» Data in this exercise
↓↓↓
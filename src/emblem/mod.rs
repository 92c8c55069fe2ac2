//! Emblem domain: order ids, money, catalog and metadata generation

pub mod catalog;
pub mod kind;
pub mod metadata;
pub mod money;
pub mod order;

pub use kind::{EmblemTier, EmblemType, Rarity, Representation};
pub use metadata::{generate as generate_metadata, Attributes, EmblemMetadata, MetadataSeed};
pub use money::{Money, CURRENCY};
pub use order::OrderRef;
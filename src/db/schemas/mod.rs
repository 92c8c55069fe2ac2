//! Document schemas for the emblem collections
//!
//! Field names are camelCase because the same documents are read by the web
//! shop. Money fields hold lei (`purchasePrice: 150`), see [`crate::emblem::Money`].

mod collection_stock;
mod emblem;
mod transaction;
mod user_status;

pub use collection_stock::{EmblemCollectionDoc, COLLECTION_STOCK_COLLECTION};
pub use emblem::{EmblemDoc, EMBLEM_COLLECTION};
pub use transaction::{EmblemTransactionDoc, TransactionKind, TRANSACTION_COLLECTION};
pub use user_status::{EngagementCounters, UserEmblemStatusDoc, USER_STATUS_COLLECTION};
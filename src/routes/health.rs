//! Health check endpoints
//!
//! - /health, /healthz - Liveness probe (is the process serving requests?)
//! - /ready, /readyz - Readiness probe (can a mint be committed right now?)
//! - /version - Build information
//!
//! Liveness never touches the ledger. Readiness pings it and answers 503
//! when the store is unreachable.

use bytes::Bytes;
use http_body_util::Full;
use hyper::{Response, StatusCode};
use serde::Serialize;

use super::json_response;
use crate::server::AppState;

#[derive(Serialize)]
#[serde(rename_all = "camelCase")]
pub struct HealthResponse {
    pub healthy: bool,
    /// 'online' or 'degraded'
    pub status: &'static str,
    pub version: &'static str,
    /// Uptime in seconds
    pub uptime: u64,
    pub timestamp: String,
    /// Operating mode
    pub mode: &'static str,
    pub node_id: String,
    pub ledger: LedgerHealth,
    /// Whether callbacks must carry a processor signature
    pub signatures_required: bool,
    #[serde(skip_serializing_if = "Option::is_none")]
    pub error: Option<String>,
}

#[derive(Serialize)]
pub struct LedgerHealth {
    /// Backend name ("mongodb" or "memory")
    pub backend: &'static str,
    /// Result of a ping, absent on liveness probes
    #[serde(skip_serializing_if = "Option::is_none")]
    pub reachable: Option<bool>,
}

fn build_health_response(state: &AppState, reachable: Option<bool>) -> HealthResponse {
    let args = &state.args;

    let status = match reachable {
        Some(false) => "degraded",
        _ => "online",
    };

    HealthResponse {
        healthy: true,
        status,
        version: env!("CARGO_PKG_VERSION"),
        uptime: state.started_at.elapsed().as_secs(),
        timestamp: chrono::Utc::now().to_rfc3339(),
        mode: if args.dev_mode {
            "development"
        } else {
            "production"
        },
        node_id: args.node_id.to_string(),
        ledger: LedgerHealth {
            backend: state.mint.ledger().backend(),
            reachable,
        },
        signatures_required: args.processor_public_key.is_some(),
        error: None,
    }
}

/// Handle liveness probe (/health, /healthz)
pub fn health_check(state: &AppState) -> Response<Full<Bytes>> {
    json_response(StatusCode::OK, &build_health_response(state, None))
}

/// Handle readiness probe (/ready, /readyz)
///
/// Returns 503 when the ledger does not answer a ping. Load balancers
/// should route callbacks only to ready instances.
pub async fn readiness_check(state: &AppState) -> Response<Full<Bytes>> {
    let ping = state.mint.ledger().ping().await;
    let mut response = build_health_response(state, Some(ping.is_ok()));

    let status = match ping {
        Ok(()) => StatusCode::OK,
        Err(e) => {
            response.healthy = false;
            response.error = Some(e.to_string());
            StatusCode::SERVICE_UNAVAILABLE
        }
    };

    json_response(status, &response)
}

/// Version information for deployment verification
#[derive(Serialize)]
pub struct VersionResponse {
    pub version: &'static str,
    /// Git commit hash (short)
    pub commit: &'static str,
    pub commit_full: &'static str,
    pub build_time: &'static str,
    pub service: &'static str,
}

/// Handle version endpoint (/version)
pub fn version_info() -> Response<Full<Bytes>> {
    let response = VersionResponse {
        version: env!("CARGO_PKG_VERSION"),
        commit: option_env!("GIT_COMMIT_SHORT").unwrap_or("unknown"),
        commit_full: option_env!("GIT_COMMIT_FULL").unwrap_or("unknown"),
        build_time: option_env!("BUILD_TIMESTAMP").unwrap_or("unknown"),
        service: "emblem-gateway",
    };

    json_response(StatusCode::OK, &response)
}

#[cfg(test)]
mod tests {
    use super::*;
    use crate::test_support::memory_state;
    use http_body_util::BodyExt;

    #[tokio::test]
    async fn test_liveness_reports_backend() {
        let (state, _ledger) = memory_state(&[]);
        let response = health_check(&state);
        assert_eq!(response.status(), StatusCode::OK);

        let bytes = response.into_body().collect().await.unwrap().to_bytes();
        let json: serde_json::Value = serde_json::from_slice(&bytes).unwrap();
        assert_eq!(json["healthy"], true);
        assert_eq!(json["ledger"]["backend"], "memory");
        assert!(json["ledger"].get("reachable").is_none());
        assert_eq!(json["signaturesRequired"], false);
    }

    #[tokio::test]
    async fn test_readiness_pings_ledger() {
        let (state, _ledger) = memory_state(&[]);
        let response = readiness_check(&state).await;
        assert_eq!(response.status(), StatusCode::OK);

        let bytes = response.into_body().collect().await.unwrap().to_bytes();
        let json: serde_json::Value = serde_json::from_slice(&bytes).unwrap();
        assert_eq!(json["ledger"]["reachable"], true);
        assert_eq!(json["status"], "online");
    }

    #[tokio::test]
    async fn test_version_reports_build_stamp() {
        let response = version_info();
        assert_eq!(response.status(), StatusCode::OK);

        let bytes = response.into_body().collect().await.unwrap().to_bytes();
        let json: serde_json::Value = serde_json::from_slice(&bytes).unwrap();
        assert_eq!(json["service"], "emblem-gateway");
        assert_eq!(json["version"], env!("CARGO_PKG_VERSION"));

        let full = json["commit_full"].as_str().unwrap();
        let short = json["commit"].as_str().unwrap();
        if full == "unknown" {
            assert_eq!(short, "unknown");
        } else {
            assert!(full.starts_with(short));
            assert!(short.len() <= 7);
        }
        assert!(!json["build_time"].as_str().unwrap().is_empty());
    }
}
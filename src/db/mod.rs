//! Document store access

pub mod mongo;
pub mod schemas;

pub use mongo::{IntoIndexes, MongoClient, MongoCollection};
↑↑↑
↓↓↓
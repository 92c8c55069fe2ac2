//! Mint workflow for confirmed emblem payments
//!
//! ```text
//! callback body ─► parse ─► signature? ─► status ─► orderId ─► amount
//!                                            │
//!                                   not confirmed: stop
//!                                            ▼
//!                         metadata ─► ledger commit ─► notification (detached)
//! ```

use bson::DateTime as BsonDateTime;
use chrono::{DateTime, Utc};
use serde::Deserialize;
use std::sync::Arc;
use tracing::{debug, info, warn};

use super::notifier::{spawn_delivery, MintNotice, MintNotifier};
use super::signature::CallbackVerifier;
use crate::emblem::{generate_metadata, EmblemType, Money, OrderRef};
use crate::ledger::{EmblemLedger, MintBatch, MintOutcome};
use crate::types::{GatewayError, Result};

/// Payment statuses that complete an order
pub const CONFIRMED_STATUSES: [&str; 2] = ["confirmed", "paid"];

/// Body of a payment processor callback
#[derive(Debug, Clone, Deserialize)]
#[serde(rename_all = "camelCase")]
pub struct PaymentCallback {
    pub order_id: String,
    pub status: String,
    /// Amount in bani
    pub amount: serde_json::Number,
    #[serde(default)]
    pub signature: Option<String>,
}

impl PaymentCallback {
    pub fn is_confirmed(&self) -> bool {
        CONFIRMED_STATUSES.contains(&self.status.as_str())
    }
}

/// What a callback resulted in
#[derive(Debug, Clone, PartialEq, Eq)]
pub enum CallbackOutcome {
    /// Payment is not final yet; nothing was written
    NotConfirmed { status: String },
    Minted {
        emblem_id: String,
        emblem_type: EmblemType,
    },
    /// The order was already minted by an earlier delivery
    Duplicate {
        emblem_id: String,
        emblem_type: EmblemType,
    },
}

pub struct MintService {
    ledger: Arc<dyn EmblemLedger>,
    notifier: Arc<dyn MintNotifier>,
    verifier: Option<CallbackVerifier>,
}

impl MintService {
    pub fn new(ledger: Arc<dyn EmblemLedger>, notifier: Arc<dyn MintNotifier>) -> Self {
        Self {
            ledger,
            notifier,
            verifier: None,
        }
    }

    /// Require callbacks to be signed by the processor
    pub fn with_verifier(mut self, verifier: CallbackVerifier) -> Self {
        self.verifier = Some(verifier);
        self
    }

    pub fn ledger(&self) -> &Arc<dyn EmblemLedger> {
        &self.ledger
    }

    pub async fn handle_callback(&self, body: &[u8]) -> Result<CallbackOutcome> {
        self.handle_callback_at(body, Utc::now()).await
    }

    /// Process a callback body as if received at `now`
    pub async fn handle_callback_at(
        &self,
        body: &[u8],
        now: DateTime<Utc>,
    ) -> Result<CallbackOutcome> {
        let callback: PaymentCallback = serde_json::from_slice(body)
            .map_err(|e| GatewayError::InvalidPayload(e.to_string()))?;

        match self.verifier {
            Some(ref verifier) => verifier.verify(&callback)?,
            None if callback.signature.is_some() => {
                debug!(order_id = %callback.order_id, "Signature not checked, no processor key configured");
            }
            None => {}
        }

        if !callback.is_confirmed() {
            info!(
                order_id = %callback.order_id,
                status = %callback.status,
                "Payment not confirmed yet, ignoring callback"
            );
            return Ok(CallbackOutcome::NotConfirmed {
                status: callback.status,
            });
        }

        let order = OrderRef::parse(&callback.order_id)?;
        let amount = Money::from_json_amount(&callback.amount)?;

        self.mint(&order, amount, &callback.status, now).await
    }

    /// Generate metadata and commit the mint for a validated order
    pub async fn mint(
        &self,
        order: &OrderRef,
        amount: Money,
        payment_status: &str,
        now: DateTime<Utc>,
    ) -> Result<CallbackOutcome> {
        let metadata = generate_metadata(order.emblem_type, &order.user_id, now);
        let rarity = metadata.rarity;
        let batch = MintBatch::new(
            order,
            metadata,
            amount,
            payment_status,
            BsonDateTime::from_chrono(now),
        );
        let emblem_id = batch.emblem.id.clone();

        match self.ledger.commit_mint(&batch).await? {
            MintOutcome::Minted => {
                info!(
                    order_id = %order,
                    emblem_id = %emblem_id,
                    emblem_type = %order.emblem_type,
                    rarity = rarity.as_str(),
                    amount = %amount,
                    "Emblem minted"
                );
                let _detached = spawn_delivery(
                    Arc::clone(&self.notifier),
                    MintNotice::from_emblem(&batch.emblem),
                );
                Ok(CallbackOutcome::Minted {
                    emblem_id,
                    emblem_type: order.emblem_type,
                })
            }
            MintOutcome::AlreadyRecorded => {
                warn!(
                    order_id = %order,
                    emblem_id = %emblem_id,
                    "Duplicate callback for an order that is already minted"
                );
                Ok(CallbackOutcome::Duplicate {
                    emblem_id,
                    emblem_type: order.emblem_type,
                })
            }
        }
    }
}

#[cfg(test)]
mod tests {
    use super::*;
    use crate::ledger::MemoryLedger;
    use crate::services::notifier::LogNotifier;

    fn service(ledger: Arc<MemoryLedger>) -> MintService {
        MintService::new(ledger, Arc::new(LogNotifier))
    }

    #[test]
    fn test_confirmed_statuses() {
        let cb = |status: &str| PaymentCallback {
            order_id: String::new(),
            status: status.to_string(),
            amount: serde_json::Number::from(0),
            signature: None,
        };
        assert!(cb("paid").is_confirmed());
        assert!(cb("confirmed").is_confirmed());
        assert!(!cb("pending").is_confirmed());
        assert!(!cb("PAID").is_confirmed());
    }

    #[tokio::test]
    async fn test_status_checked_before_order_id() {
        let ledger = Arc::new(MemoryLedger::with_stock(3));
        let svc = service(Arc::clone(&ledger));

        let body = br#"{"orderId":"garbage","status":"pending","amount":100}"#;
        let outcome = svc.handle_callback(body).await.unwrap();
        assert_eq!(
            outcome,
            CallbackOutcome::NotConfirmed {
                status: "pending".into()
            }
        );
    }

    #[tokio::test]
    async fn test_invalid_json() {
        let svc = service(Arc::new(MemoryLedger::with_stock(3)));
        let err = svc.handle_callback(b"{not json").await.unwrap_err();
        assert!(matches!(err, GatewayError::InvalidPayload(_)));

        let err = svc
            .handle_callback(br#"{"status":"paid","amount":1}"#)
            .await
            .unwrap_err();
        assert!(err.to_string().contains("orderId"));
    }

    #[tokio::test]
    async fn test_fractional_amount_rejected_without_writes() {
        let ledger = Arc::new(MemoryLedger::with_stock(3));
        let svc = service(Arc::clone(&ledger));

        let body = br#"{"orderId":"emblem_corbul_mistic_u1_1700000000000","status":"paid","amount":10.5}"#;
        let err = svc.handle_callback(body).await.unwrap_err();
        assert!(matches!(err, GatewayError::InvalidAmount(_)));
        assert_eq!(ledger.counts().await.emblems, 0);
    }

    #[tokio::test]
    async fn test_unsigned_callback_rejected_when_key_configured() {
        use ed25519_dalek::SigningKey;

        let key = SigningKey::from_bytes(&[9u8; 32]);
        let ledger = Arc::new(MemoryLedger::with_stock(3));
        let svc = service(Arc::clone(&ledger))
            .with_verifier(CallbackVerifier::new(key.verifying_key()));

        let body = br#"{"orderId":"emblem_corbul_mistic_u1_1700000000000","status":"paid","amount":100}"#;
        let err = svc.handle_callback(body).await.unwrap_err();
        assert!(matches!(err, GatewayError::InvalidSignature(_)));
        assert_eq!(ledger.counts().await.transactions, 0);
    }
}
↑↑↑
↓↓↓
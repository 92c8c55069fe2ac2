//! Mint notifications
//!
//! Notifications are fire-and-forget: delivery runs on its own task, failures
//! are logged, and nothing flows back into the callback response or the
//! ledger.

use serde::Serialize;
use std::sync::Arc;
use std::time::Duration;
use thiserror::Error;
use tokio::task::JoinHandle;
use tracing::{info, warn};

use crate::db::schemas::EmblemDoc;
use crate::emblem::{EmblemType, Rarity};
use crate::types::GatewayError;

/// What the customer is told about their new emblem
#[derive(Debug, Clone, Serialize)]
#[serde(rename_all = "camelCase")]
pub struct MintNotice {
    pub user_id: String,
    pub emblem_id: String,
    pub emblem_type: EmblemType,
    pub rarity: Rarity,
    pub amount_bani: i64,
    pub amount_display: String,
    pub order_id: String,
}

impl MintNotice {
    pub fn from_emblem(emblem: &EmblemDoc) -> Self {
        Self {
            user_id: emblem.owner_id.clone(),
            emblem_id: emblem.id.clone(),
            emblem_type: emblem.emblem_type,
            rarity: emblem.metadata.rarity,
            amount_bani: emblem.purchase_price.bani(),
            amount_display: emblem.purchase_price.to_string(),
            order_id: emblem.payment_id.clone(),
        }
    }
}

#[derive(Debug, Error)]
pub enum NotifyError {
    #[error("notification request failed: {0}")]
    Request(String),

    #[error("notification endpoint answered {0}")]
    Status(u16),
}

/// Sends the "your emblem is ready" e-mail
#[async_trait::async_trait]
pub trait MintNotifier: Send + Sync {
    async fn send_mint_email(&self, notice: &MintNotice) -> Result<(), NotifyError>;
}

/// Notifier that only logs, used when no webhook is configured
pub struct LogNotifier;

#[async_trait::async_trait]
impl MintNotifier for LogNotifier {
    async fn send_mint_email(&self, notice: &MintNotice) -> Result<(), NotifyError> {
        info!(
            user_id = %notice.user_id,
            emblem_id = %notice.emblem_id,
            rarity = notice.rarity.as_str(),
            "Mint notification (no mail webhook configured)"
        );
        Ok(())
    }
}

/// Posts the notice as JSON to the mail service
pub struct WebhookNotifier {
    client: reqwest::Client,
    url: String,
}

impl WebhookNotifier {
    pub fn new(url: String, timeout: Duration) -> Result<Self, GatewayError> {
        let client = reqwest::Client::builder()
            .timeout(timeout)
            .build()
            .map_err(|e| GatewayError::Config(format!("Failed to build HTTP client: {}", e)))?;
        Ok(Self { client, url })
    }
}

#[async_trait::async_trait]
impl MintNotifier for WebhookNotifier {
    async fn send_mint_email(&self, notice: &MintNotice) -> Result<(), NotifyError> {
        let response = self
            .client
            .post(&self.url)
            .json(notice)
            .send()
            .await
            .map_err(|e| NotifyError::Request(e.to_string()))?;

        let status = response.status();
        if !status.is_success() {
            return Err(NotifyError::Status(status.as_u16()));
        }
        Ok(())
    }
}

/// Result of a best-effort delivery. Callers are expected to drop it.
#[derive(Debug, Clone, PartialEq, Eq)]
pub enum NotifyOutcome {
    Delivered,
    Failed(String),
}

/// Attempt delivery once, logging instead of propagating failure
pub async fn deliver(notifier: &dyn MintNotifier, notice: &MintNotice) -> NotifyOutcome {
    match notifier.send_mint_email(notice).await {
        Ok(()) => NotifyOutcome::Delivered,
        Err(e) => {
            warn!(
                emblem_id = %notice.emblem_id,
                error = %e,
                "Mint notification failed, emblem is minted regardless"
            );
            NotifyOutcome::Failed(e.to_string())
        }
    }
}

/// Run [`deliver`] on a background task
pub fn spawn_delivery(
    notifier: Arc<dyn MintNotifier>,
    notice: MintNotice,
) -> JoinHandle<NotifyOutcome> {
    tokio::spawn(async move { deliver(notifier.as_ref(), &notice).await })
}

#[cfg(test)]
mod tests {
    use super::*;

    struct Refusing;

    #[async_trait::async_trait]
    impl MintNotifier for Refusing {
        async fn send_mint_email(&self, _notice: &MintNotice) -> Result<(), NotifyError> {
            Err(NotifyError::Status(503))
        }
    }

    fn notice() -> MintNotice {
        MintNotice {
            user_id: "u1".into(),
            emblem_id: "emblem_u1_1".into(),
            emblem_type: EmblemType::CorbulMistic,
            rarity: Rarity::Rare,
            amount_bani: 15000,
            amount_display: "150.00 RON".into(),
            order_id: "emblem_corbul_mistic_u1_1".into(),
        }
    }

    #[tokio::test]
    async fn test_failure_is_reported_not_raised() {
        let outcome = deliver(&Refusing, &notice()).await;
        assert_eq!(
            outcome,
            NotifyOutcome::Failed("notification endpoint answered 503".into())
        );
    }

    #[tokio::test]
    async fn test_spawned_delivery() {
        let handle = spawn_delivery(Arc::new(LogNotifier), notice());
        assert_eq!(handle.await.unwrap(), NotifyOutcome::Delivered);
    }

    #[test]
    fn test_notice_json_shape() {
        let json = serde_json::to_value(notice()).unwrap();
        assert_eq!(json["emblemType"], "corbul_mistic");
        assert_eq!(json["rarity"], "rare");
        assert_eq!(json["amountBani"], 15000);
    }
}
↑↑↑
» Exercise description
Across the records, count the lines that contain the word "store" and give that figure alone.

» Answer box
2